Consequently, there is much controversy regarding whether aspartame may be a causative factor in human brain tumours. The incidence of human brain tumours increased significantly in the United States within 1-2 years following the approval of aspartame by the FDA (Roberts, 1991). A comparison of total CNS tumour trends showed a substantial fluctuation pre- and post-aspartame introduction in the US (Olney, Farber, Spitznagel & Robins, 1996). Given results from rat studies and the correlation between aspartame approval and brain tumour incidences, it is highly suggestive that aspartame causes brain tumours.
However, the same experimental procedure which found hypothalamic lesions in neonatal mice had no effect on infant monkeys (Reynolds, Butler & Lemkey-Johnston, 1976), indicating that primates may manage high amino acid loads better than rats, metabolically or at the level of the blood brain barrier. Furthermore, recent research found no risk associated with aspartame and brain cancer (Lim et al., 2006).

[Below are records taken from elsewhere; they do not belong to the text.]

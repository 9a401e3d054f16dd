use log::info;

use crate::{
    disk_format::{
        block::{Block, BLOCK_SIZE},
        inode::{MAX_FILE_SIZE, NUM_DIRECT},
        layout::data_block,
    },
    error::{Resource, Result, SfsError},
    storage::{transfer, BlockStorage},
};

use super::{BlockIndex, FileHandle, Sfs};

impl<S: BlockStorage> Sfs<S> {
    /// Writes `data` at the cursor of `handle` and advances the cursor past it.
    ///
    /// The file ends where the write ends: overwriting the start of a longer file cuts off the
    /// rest, and the blocks past the new end are freed. The write is cut short where it would grow
    /// the file beyond [`MAX_FILE_SIZE`]; the number of bytes actually written is returned.
    /// Writing past the end of the file fills the gap with zeros. If the volume doesn't have
    /// enough free blocks for the whole write, nothing is written.
    pub fn write(&mut self, handle: FileHandle, data: &[u8]) -> Result<usize> {
        let (inum, cursor) = self.descriptors.get_open(handle)?;

        if data.is_empty() {
            return Err(SfsError::InvalidArgument("cannot write zero bytes".to_string()));
        }

        let inode = *self.inodes.get_used(inum)?;

        info!(
            "[inode #{inum}] writing file (offset = {cursor}; data.len() = {})",
            data.len()
        );

        let write_len = data.len().min(MAX_FILE_SIZE.saturating_sub(cursor));
        if write_len == 0 {
            info!("[inode #{inum}] file is at its maximum size");
            return Ok(0);
        }

        let end = cursor + write_len;

        let mut blocks = self.inodes.block_list(inum, &self.storage)?;
        let num_old_blocks = blocks.len();
        let num_new_blocks = end.div_ceil(BLOCK_SIZE).saturating_sub(num_old_blocks);

        let needs_indirect = num_old_blocks + num_new_blocks > NUM_DIRECT && inode.indirect.is_absent();
        if num_new_blocks + usize::from(needs_indirect) > self.bitmap.free_count() {
            return Err(SfsError::Exhausted(Resource::Blocks));
        }

        blocks.extend(self.bitmap.allocate(num_new_blocks, &mut self.storage)?);

        // blocks between the old end of the file and the start of the write
        for n in num_old_blocks..(cursor / BLOCK_SIZE).min(blocks.len()) {
            self.write_data_block(blocks[n], &[0; BLOCK_SIZE])?;
        }

        let mut position = cursor;
        while position < end {
            let start_offset = position % BLOCK_SIZE;
            let block_start = position - start_offset;
            let end_position = (block_start + BLOCK_SIZE).min(end);

            let n = position / BLOCK_SIZE;
            let source = &data[(position - cursor)..(end_position - cursor)];

            if source.len() == BLOCK_SIZE {
                self.write_data_block(blocks[n], source)?;
            } else {
                // partial block: keep the bytes before the written range
                let mut block = if n < num_old_blocks {
                    self.read_data_block(blocks[n])?
                } else {
                    [0; BLOCK_SIZE]
                };

                block[start_offset..start_offset + source.len()].copy_from_slice(source);
                if end_position == end {
                    // past the new end of the file
                    block[start_offset + source.len()..].fill(0);
                }
                self.write_data_block(blocks[n], &block)?;
            }

            position = end_position;
        }

        self.inodes.get_mut(inum)?.size = end as u32;

        // both of these also sync the inode table
        if num_new_blocks > 0 {
            self.inodes
                .rebuild_block_list(inum, &blocks, &mut self.storage, &mut self.bitmap)?;
        } else {
            self.inodes.truncate_block_list(
                inum,
                end.div_ceil(BLOCK_SIZE),
                &mut self.storage,
                &mut self.bitmap,
            )?;
        }

        if end < inode.size() {
            info!("[inode #{inum}] file shrank from {} to {end} bytes", inode.size());
        }

        self.descriptors.seek(handle, end)?;

        if write_len < data.len() {
            info!("[inode #{inum}] write clamped at the maximum file size");
        }

        info!("[inode #{inum}] wrote {write_len} bytes");
        Ok(write_len)
    }

    /// Reads into `buf` from the cursor of `handle` and advances the cursor.
    ///
    /// Reads stop at the end of the file; the number of bytes read is returned, which is zero at
    /// (or past) the end of the file.
    pub fn read(&mut self, handle: FileHandle, buf: &mut [u8]) -> Result<usize> {
        let (inum, cursor) = self.descriptors.get_open(handle)?;
        let size = self.inodes.get_used(inum)?.size();

        info!(
            "[inode #{inum}] reading file (offset = {cursor}; size = {})",
            buf.len()
        );

        let end = cursor.saturating_add(buf.len()).min(size);
        let start = cursor.min(end);

        let blocks = self.inodes.block_list(inum, &self.storage)?;

        let mut position = start;
        while position < end {
            let start_offset = position % BLOCK_SIZE;
            let block_start = position - start_offset;
            let end_position = (block_start + BLOCK_SIZE).min(end);

            let n = position / BLOCK_SIZE;
            let block_number = *blocks.get(n).ok_or_else(|| {
                SfsError::Corrupted(format!(
                    "inode #{inum} of size {size} has only {} blocks",
                    blocks.len()
                ))
            })?;
            let block = self.read_data_block(block_number)?;

            buf[(position - start)..(end_position - start)]
                .copy_from_slice(&block[start_offset..(end_position - block_start)]);

            position = end_position;
        }

        self.descriptors.seek(handle, end)?;

        Ok(end - start)
    }

    fn read_data_block(&self, block: BlockIndex) -> Result<Block> {
        let bytes = transfer::load(&self.storage, data_block(block))?;

        bytes.try_into().map_err(|bytes: Vec<u8>| {
            SfsError::Corrupted(format!("data block {block} read back {} bytes", bytes.len()))
        })
    }

    fn write_data_block(&mut self, block: BlockIndex, bytes: &[u8]) -> Result<()> {
        transfer::store(&mut self.storage, data_block(block), bytes)?;
        Ok(())
    }
}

A seizure generally manifests in physical convulsions or other physical signs and the underlying mechanism is due to uncontrolled electrical activity in the brain. Given that aspartame is a purported excitotoxin, consumption may cause disturbance to the balance of central neurotransmitters, hence provoking seizures. In animal models aspartame promoted an increase in seizure frequency in those that were already at risk, yet it is unclear whether these results translate to humans (Maher & Wurtman, 1987). Although self reports of aspartame induced seizures may appear to be significant, a double-blind crossover model applied to such indivudals did not cause seizures even though phenylalanine concentrations were found to be significantly higher with aspartame consumption (Spiers et al, 1998).
A study by Helali et. al (1996) suggested that aspartame played an antagonistic role against anti-epileptic drugs possibly through decreased epinephrine and norepinephrine levels and increased GABA levels. Some studies (i.e. Sze, 1989) have shown that doses of 1000 mg aspartame/kg body weight (bw) or greater did enhance chemically induced seizures, however according to the review by Magnusson et. al. (2007), these results were not consistent, as another study (Reynolds et. al., 1984) claimed that doses of 2000 mg/kg bw had no effect on inducing seizures. There has been a general consensus amongst nearly all studies that doses of under 1000 mg/kg bw have no effect on inducing seizures. Considering that the average amount of aspartame consumed by the top-consuming 90th percentile of society is around 2-3 mg/kg bw, there should be very little concern for seizures as a symptom of aspartame consumption.
As becomes clearly apparent from our research, there is no conclusive evidence to suggest that aspartame is dangerous or safe for consumption. It would be our recommendation that more studies with improved methodologies commence so as to ensure the safety of the public.